Rolling in serious dough
Take the country's top bread bakers and a couple of hundred devotees,
and you've got loaves to die for.

By David Colker

Times Staff Writer

September 21, 2005

UP at the crack of dawn, the campers were bused to a nondescript
building in an industrial district. Inside, men and women in uniform
were calling out orders.

"Action, action! Let's go!"

A military encampment?

No, it was Camp Bread 2005, a celebration of artisan bread sponsored by
the Bread Bakers Guild of America that brought together bakers from the
U.S. and Canada last week for three days of demonstrations, lectures
and, best of all, hands-on classes taught by some of the superstars of
bread.

And if the teachers, dressed in crisp, white baker's jackets, got a bit
insistent at times, you didn't hear any complaining. This
total-immersion weekend was heaven for the bread-obsessed. Within a
week of the announcement of the event, all 200 attendee slots were
filled and a waiting list started.

Most of the students were professionals (only about 20% were home
bakers), including such experts as Sumi Chang of Euro Pane in Pasadena.
Many were from Northern California and the Pacific Northwest - the
mother lode of artisan bread in this country.

Camp Bread was actually less like a camp and more like an extremely
lively academic conference, with labs, except that you could eat the
results.

It was serious bread. Artisan bread-making processes are based on those
used in Europe for centuries to make hearth breads. They often begin
with a starter (sourdough or one made with commercial yeast) that's
allowed to develop for at least 12 hours.

The main dough is mixed for a relatively short time, just four or five
minutes in some cases. Then the risings of the main dough -
professionals call the first rising the fermentation stage, and the
second the proofing - can take as many as three or four hours.

The general rule: small amounts of leavening and large amounts of time
to develop flavor.

The scene was intense, with simultaneous workshops - taught by the
rock stars of bread - unfolding throughout the San Francisco Baking
Institute's training center building. In a supply room, popular author
Peter Reinhart demonstrated his baguette methods before rapt attendees,
while in the vast kitchens, King Arthur Flour bakery director Jeffrey
Hamelman taught techniques for rye breads, and legendary teacher Didier
Rosada took a group step-by-step through the mysteries of sourdough.
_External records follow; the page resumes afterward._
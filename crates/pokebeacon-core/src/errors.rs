//! Error types for the pokebeacon discovery protocol
//!
//! Each layer owns a small error enum; [`DiscoveryError`] unifies them at the
//! facade and attaches a stable [`ErrorCategory`] for presentation.

use core::fmt;

use crate::permission::Permission;

// ----------------------------------------------------------------------------
// Specific Error Types
// ----------------------------------------------------------------------------

/// Payload codec errors
#[derive(Debug, Clone, PartialEq, Eq, thiserror::Error)]
pub enum DecodeError {
    #[error("Payload is empty")]
    EmptyPayload,
    #[error("Malformed payload: {reason}")]
    MalformedPayload { reason: String },
}

impl DecodeError {
    pub(crate) fn malformed(reason: impl Into<String>) -> Self {
        Self::MalformedPayload {
            reason: reason.into(),
        }
    }
}

/// Permission gate errors
#[derive(Debug, Clone, PartialEq, Eq, thiserror::Error)]
pub enum PermissionError {
    #[error("Bluetooth permissions denied: {}", format_permissions(.denied))]
    PermissionDenied { denied: Vec<Permission> },
    #[error("Bluetooth adapter is powered off")]
    RadioDisabled,
    #[error("Permission subsystem unavailable: {reason}")]
    Unavailable { reason: String },
}

/// Advertise session errors
#[derive(Debug, Clone, PartialEq, Eq, thiserror::Error)]
pub enum AdvertiseError {
    #[error("Broadcast failed: {reason}")]
    BroadcastFailed { reason: String },
    #[error("Invalid advertise payload: {0}")]
    Payload(#[from] DecodeError),
}

/// Scan session errors
///
/// Only the initial driver call is reported; per-event errors are absorbed by
/// the session.
#[derive(Debug, Clone, PartialEq, Eq, thiserror::Error)]
pub enum ScanError {
    #[error("Failed to start scan: {reason}")]
    StartFailed { reason: String },
}

/// Errors surfaced by a [`RadioDriver`](crate::radio::RadioDriver) implementation
#[derive(Debug, Clone, PartialEq, Eq, thiserror::Error)]
pub enum RadioError {
    #[error("Radio unavailable: {reason}")]
    Unavailable { reason: String },
    #[error("Radio driver error: {reason}")]
    Driver { reason: String },
    #[error("Operation not supported on this platform: {operation}")]
    NotSupported { operation: String },
    /// The driver holds no broadcast under this handle
    #[error("No broadcast with handle {handle}")]
    UnknownBroadcast { handle: u64 },
}

/// Rejected [`DiscoveryConfig`](crate::DiscoveryConfig) values
#[derive(Debug, Clone, PartialEq, Eq, thiserror::Error)]
pub enum ConfigError {
    #[error("Invalid discovery configuration: {reason}")]
    Invalid { reason: String },
}

// ----------------------------------------------------------------------------
// Facade Error
// ----------------------------------------------------------------------------

/// Stable, user-presentable error category
#[derive(Debug, Clone, Copy, PartialEq, Eq, Hash)]
pub enum ErrorCategory {
    InvalidPayload,
    PermissionDenied,
    RadioDisabled,
    BroadcastFailed,
    ScanFailed,
}

impl ErrorCategory {
    /// Label that stays fixed across releases
    pub fn label(self) -> &'static str {
        match self {
            ErrorCategory::InvalidPayload => "invalid-payload",
            ErrorCategory::PermissionDenied => "permission-denied",
            ErrorCategory::RadioDisabled => "radio-disabled",
            ErrorCategory::BroadcastFailed => "broadcast-failed",
            ErrorCategory::ScanFailed => "scan-failed",
        }
    }
}

impl fmt::Display for ErrorCategory {
    fn fmt(&self, f: &mut fmt::Formatter<'_>) -> fmt::Result {
        f.write_str(self.label())
    }
}

/// Error returned by every [`DiscoveryFacade`](crate::DiscoveryFacade) operation
#[derive(Debug, Clone, PartialEq, Eq, thiserror::Error)]
pub enum DiscoveryError {
    #[error(transparent)]
    Decode(#[from] DecodeError),
    #[error(transparent)]
    Permission(#[from] PermissionError),
    #[error(transparent)]
    Advertise(#[from] AdvertiseError),
    #[error(transparent)]
    Scan(#[from] ScanError),
}

impl DiscoveryError {
    /// Category used to label the error for the user
    pub fn category(&self) -> ErrorCategory {
        match self {
            DiscoveryError::Decode(_) => ErrorCategory::InvalidPayload,
            DiscoveryError::Permission(PermissionError::RadioDisabled) => {
                ErrorCategory::RadioDisabled
            }
            DiscoveryError::Permission(_) => ErrorCategory::PermissionDenied,
            DiscoveryError::Advertise(AdvertiseError::Payload(_)) => ErrorCategory::InvalidPayload,
            DiscoveryError::Advertise(_) => ErrorCategory::BroadcastFailed,
            DiscoveryError::Scan(_) => ErrorCategory::ScanFailed,
        }
    }
}

/// Result type for facade operations
pub type Result<T> = core::result::Result<T, DiscoveryError>;

fn format_permissions(permissions: &[Permission]) -> String {
    permissions
        .iter()
        .map(|p| p.as_str())
        .collect::<Vec<_>>()
        .join(", ")
}

#[cfg(test)]
mod tests {
    use super::*;

    #[test]
    fn test_category_labels_are_stable() {
        let err: DiscoveryError = DecodeError::EmptyPayload.into();
        assert_eq!(err.category().label(), "invalid-payload");

        let err: DiscoveryError = PermissionError::RadioDisabled.into();
        assert_eq!(err.category(), ErrorCategory::RadioDisabled);

        let err: DiscoveryError = PermissionError::Unavailable {
            reason: "prompt dismissed".to_string(),
        }
        .into();
        assert_eq!(err.category(), ErrorCategory::PermissionDenied);

        let err: DiscoveryError = AdvertiseError::BroadcastFailed {
            reason: "busy".to_string(),
        }
        .into();
        assert_eq!(err.category().to_string(), "broadcast-failed");
    }

    #[test]
    fn test_denied_permissions_listed_in_message() {
        let err = PermissionError::PermissionDenied {
            denied: vec![Permission::BluetoothScan, Permission::BluetoothConnect],
        };
        assert_eq!(
            err.to_string(),
            "Bluetooth permissions denied: BLUETOOTH_SCAN, BLUETOOTH_CONNECT"
        );
    }
}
"Someone is doing it all wrong," Rosada said, looking directly at me as
I tried to shape dough into a round boule loaf. "But no names, no
names," he continued with a laugh as he rushed over to show me how to
save the woefully misshapen mass by gently cupping my hands around the
dough and moving them in a circular motion as I dragged the mass across
the tabletop. The combination of the hand motions and friction brought
the dough together in a taunt ball. Well, at least on the third or
fourth time I tried it. Rosada, the French-born head of production at
Uptown Bakers in Maryland, is known for his vast knowledge of the
field.

His sourdough class began with a half-day lecture on techniques and
science. The next day, he started the daylong kitchen session earlier
than scheduled to demonstrate how to tell, by feel, when a dough is
adequately mixed. It should be still quite sticky, he preached - the
water content of his breads are much higher than in the usual homemade
loaves. Then, during the first fermentation, the dough was periodically
poured out onto a lightly floured board and folded like a letter from
all four sides before being put back in the tub.

It was astonishing how time and the folds built up the strength of the
dough, transforming it into a springy mass.

*

Watch closely

THE next day, William Leaman of Essential Baking Co. in Seattle took us
through hand mixing, a short kneading process and the risings (with
folds). Finally, each of us divided our developed dough into six equal
pieces, giving us six chances to learn how to form a baguette. As we
watched, Leaman folded one into a taunt cylinder and then put his
hands, one over the other, at the center. He began rocking the dough
back and forth, applying gentle pressure, and then gracefully drew his
hands apart as he worked. It took him maybe 10 seconds to stretch the
dough into a long baguette shape.

"I learned more about forming a baguette in a few minutes of that class
than I have in years of trying to get it right," said home baker Chuck
Robinove of Monument, Colo.

Not all the learning came during classes. During meal breaks, the famed
bakers talked shop and tried each other's breads. Cutting open a
baguette that came out of a Reinhart session, Maggie Glezer, author of
"Artisan Baking Across America," peered at the inner structure with the
intensity of a scientist examining a rare specimen.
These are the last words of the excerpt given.